__What this task involves__
Beneath this instruction is a listing; print exactly the lines in it starting at the line that contains "pub fn load_config(path: &Path)" and going through the line that contains "to read network".

======== Dataset excerpts

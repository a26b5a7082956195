//! Configuration and network file loading

use anyhow::{bail, Context, Result};
use fibex_writer::{Network, WriterConfig};
use serde::{Deserialize, Serialize};
use std::fs;
use std::path::{Path, PathBuf};

/// Application configuration (loaded from a TOML file)
#[derive(Debug, Clone, Default, Deserialize, Serialize)]
pub struct AppConfig {
    /// FIBEX template the network is spliced into
    pub template: Option<PathBuf>,
    /// Output FIBEX file
    pub output: Option<PathBuf>,
    /// Directory for the channel sync scripts; none are written if unset
    pub capl_dir: Option<PathBuf>,
    #[serde(default)]
    pub writer: WriterConfig,
}

/// Load configuration from a TOML file
pub fn load_config(path: &Path) -> Result<AppConfig> {
    let content = fs::read_to_string(path)
        .with_context(|| format!("Failed to read config file: {:?}", path))?;

    let config: AppConfig = toml::from_str(&content)
        .with_context(|| format!("Failed to parse config file: {:?}", path))?;

    Ok(config)
}

/// Load a network description, JSON or TOML depending on the file extension
pub fn load_network(path: &Path) -> Result<Network> {
    let content = fs::read_to_string(path)
        .with_context(|| format!("Failed to read network file: {:?}", path))?;

    let extension = path
        .extension()
        .and_then(|ext| ext.to_str())
        .map(str::to_ascii_lowercase);
    let network: Network = match extension.as_deref() {
        Some("json") => serde_json::from_str(&content)
            .with_context(|| format!("Failed to parse network file: {:?}", path))?,
        Some("toml") => toml::from_str(&content)
            .with_context(|| format!("Failed to parse network file: {:?}", path))?,
        _ => bail!("Unsupported network file {:?} (expected .json or .toml)", path),
    };

    Ok(network)
}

================

__Task answer__
pub fn load_config(path: &Path) -> Result<AppConfig> {
    let content = fs::read_to_string(path)
        .with_context(|| format!("Failed to read config file: {:?}", path))?;

    let config: AppConfig = toml::from_str(&content)
        .with_context(|| format!("Failed to parse config file: {:?}", path))?;

    Ok(config)
}

/// Load a network description, JSON or TOML depending on the file extension
pub fn load_network(path: &Path) -> Result<Network> {
    let content = fs::read_to_string(path)
        .with_context(|| format!("Failed to read network file: {:?}", path))?;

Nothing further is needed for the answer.